Hosea 11

Hosea 11:9

"I will not act according to the fury of my wrath, I will not abandon Ephraim to be utterly destroyed: for I am God, and not man; the Holy One within you: and I will not enter into the city."
Does 'God is not a man' (Hosea 11:9) contradict the Incarnation?

Since a handful of passages in the Old Testament say God is not a man that He should lie, repent or change His mind (Numbers 23:19; 1 Samuel 15:29; Hosea 11:9), many Muslims will argue that Jesus cannot be God incarnate. But this ignores several things:

1. The incarnation was still a future event from the perspective of OT saints (John 1:1-14; Galatians 4:4-5; Romans 1:1-3, 9:1-5; Hebrews 1:1-3), so statements to the effect that God is not a man that were made antecedent to the time when the Divine Word took on Himself a human nature are misdirected.

2. The passages in question did not rule out the possibility that God could temporarily assume or appear in the form of a man during Old Testament times, something He did many times over (Genesis 18:1-33, 32:24-30; Exodus 15:3, 24:1-18; Numbers 12:5-8; Ezekiel 1-2; Amos 7:7; et al.). If God could temporarily assume a human form without ceasing to be God and without violating the import of this trio of passages, then the same would appear to hold true in the case of the incarnation, for which it may well be argued those earlier appearances during the OT served to prepare for.

3. The same OT that says God is not a man predicts the future coming of God as an actual human being (e.g. Job 19:25; Psalm 68:17-19; Isaiah 7:14, 9:1-7; Jeremiah 23:5-6; Micah 5:2; Zechariah 12:10, 14:3-4; et al.).

Since these verses in the Old Testament appear alongside verses that say God appeared many times as a man in the past and that He would actually become a human being in the future, it can’t be argued that the passages in question are being interpreted according to their original authorial intent when they are used to rule out the incarnation. In fact, the real thrust of these passages is to show that God is not a fallen or sinful human being; He never lies or goes back on His promises. As Old Testament commentators Keil and Delitzsch say on Numbers 23:

> Balaam meets Balak's expectation that he will take back the blessing that he has uttered, with the declaration, that God does not alter His purposes like changeable and fickle men, but keeps His word unalterably, and carries it into execution. The unchangeableness of the divine purposes is a necessary consequence of the unchangeableness of the divine nature. With regard to His own counsels, God repents of nothing; but this does not prevent the repentance of God, understood as an anthropopathic expression, denoting the pain experienced by the love of God, on account of the destruction of its creatures (see at Gen 6:6, and Ex 32:14). (Source)

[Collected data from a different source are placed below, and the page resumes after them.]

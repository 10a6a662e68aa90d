//! Deterministic triangle-mesh repair for fabrication pipelines.
//!
//! This crate turns an arbitrary indexed triangle soup into a 2-manifold
//! surface safe to slice: every edge shared by at most two faces, holes
//! closed, duplicates and degenerates gone. It is the repair core of a
//! larger toolchain: container parsing (3MF and friends) and UI live
//! behind the adapter seams in [`adapter`].
//!
//! # Pipeline
//!
//! A repair runs a fixed sequence over working copies of the buffers:
//!
//! 1. **Weld** spatially-coincident vertices under a fixed-precision
//!    quantisation (6 decimal digits ≈ 1 µm for mm-unit data)
//! 2. **Filter** degenerate (repeated-index) and duplicate triangles
//! 3. **Resolve** non-manifold edges by deleting excess faces
//! 4. **Fill holes** to convergence: boundary loops close with centroid
//!    fans, tangled boundaries fall back to T-junction splices
//! 5. **Sweep** non-manifold edges once more (fans can over-share edges)
//! 6. **Compact** away unreferenced vertices
//!
//! # Determinism
//!
//! Every stage breaks ties by array position, so a repair is a pure
//! function of its input: identical buffers in, bit-identical buffers out.
//! The core is single-threaded and holds no shared state; callers may run
//! independent repairs in parallel.
//!
//! # Quick Start
//!
//! ```
//! use mesh_seal::{Mesh, RepairOptions, Vertex};
//!
//! let mut mesh = Mesh::new();
//! mesh.vertices.push(Vertex::from_coords(0.0, 0.0, 0.0));
//! mesh.vertices.push(Vertex::from_coords(1.0, 0.0, 0.0));
//! mesh.vertices.push(Vertex::from_coords(0.0, 1.0, 0.0));
//! mesh.vertices.push(Vertex::from_coords(0.0, 0.0, 1.0));
//! mesh.faces.push([0, 1, 2]);
//! mesh.faces.push([0, 1, 3]);
//! mesh.faces.push([1, 2, 3]);
//! mesh.faces.push([0, 2, 3]);
//!
//! let report = mesh.repair(&RepairOptions::default());
//! assert_eq!(report.holes_filled, 0); // already closed
//! assert!(mesh.diagnose().is_watertight);
//! ```
//!
//! # Failure model
//!
//! Repair itself never fails: pathological topology is handled by
//! conservative deletion or by leaving holes open, visible afterwards via
//! [`diagnose`]. Errors ([`RepairError`]) come only from input data
//! checking and the container adapters. Progress reporting is write-only
//! and best-effort; see [`progress`].

mod error;
mod types;

pub mod adapter;
pub mod adjacency;
pub mod holes;
pub mod progress;
pub mod repair;
pub mod validate;

pub use error::{RepairError, RepairResult};
pub use types::{Mesh, Vertex};

pub use adapter::{IngestBundle, MeshEmit, MeshIngest, repair_container};
pub use adjacency::{EdgeIncidence, HalfEdge, boundary_half_edges};
pub use holes::{BoundaryLoop, fill_holes, find_loops};
pub use progress::{BatchEvent, BatchSink, ProgressSink};
pub use repair::{
    BatchOutcome, MeshObject, RepairOptions, RepairReport, RepairedObject,
    remove_degenerate_triangles, remove_duplicate_triangles, remove_unreferenced_vertices,
    repair_all, repair_in_place, repair_mesh, repair_object, resolve_non_manifold_edges,
    weld_vertices,
};
pub use validate::{Diagnosis, check_mesh_data, diagnose};

// Convenience methods on Mesh
impl Mesh {
    /// Measure topological health. Pure; the mesh is only read.
    pub fn diagnose(&self) -> Diagnosis {
        validate::diagnose(self)
    }

    /// Repair in place with the given options, returning the counters.
    ///
    /// For an input-preserving repair or progress reporting, use
    /// [`repair_object`] / [`repair_mesh`].
    pub fn repair(&mut self, options: &RepairOptions) -> RepairReport {
        repair::repair_in_place(self, options, None)
    }
}
//! Error types for data checking and adapter operations.
//!
//! The repair pipeline itself never fails: malformed topology is handled by
//! conservative deletion or by leaving holes open. Errors arise only from
//! malformed input data and from the container adapters.

use thiserror::Error;

/// Result type alias for mesh operations.
pub type RepairResult<T> = Result<T, RepairError>;

/// Errors surfaced by data checking and container adapters.
#[derive(Debug, Error)]
pub enum RepairError {
    /// Invalid vertex index in face data.
    #[error(
        "invalid vertex index: face {face_index} references vertex {vertex_index}, but mesh only has {vertex_count} vertices"
    )]
    InvalidVertexIndex {
        face_index: usize,
        vertex_index: u32,
        vertex_count: usize,
    },

    /// Invalid coordinate value (NaN or infinity).
    #[error("invalid coordinate at vertex {vertex_index}: {coordinate} is {value}")]
    InvalidCoordinate {
        vertex_index: usize,
        coordinate: &'static str,
        value: f64,
    },

    /// A mesh ingest adapter failed to produce objects.
    #[error("mesh ingest failed: {details}")]
    Ingest { details: String },

    /// A mesh emit adapter failed to consume repaired objects.
    #[error("mesh emit failed: {details}")]
    Emit { details: String },
}
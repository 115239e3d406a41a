//! Local cache — the durable on-device tier.
//!
//! One JSON document per store: `{ "territories": [...], "lastSync": "…" }`.
//! A parse failure is a miss, never a fatal error; the caller falls
//! through to the next tier.

use chrono::{DateTime, Utc};
use serde::{Deserialize, Serialize};
use std::path::{Path, PathBuf};
use terramark_core::{Collection, Error, Result, Territory};
use tracing::warn;

#[derive(Serialize, Deserialize)]
struct CacheDocument {
    territories: Collection,
    #[serde(rename = "lastSync")]
    last_sync: Option<DateTime<Utc>>,
}

pub struct LocalCache {
    path: PathBuf,
}

impl LocalCache {
    pub fn new(path: impl Into<PathBuf>) -> Self {
        Self { path: path.into() }
    }

    pub fn path(&self) -> &Path {
        &self.path
    }

    /// Load the cached collection. Missing file, empty collection, and
    /// corrupt payload all count as a miss; corruption is logged.
    pub fn load(&self) -> Option<Collection> {
        match self.read() {
            Ok(Some(doc)) if !doc.territories.is_empty() => Some(doc.territories),
            Ok(_) => None,
            Err(e) => {
                warn!("local cache unreadable, treating as miss: {}", e);
                None
            }
        }
    }

    /// Overwrite the cache in full and stamp lastSync with now.
    pub fn save(&self, territories: &[Territory]) -> Result<()> {
        let doc = CacheDocument {
            territories: territories.to_vec(),
            last_sync: Some(Utc::now()),
        };
        if let Some(parent) = self.path.parent() {
            std::fs::create_dir_all(parent)?;
        }
        std::fs::write(&self.path, serde_json::to_string_pretty(&doc)?)?;
        Ok(())
    }

    /// Timestamp of the last successful local save.
    pub fn last_sync(&self) -> Option<DateTime<Utc>> {
        self.read().ok().flatten().and_then(|doc| doc.last_sync)
    }

    fn read(&self) -> Result<Option<CacheDocument>> {
        let content = match std::fs::read_to_string(&self.path) {
            Ok(c) => c,
            Err(e) if e.kind() == std::io::ErrorKind::NotFound => return Ok(None),
            Err(e) => return Err(e.into()),
        };
        serde_json::from_str(&content)
            .map(Some)
            .map_err(|e| Error::CacheCorrupt(e.to_string()))
    }
}

#[cfg(test)]
mod tests {
    use super::*;
    use terramark_core::seed::default_territories;

    #[test]
    fn missing_file_is_a_miss() {
        let dir = tempfile::tempdir().unwrap();
        let cache = LocalCache::new(dir.path().join("territories.json"));
        assert!(cache.load().is_none());
        assert!(cache.last_sync().is_none());
    }

    #[test]
    fn save_then_load_round_trips() {
        let dir = tempfile::tempdir().unwrap();
        let cache = LocalCache::new(dir.path().join("territories.json"));
        let territories = default_territories();
        cache.save(&territories).unwrap();

        assert_eq!(cache.load().unwrap(), territories);
        assert!(cache.last_sync().is_some());
    }

    #[test]
    fn corrupt_payload_is_a_miss() {
        let dir = tempfile::tempdir().unwrap();
        let path = dir.path().join("territories.json");
        std::fs::write(&path, "{not json").unwrap();

        let cache = LocalCache::new(&path);
        assert!(cache.load().is_none());
    }

    #[test]
    fn empty_collection_is_a_miss() {
        let dir = tempfile::tempdir().unwrap();
        let cache = LocalCache::new(dir.path().join("territories.json"));
        cache.save(&[]).unwrap();
        assert!(cache.load().is_none());
        // the stamp is still written
        assert!(cache.last_sync().is_some());
    }
}
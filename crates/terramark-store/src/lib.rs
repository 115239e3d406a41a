//! Terramark Store - layered persistence gateway
//!
//! Load order is strict: remote authority, then local cache, then the
//! built-in seed. The local cache is the durable source of truth between
//! explicit syncs; the remote store is overwritten in full on sync
//! (last-writer-wins).

pub mod cache;
pub mod remote;
pub mod store;
pub mod transfer;

pub use cache::LocalCache;
pub use remote::{HttpRemote, RemoteAuthority, RemoteSnapshot};
pub use store::{LoadSource, StoreEvent, SyncStatus, TerritoryStore};
pub use transfer::{ImportResolution, PendingImport};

Since Jesus never lied/lies or failed/fails to keep His promises, as both the OT (e.g. Psalm 16:9-10; Isaiah 11:1-5, 42:1-9, 52:1-53:12; Jeremiah 23:5-6; Malachi 3:1-4) and NT (Luke 1:35; John 7:18, 8:29, 46; 1 Peter 2:22; et al.) affirm, the above verses when interpreted grammatically, historically, and in terms of their immediate and broader canonical context, are not prohibitive of the incarnation.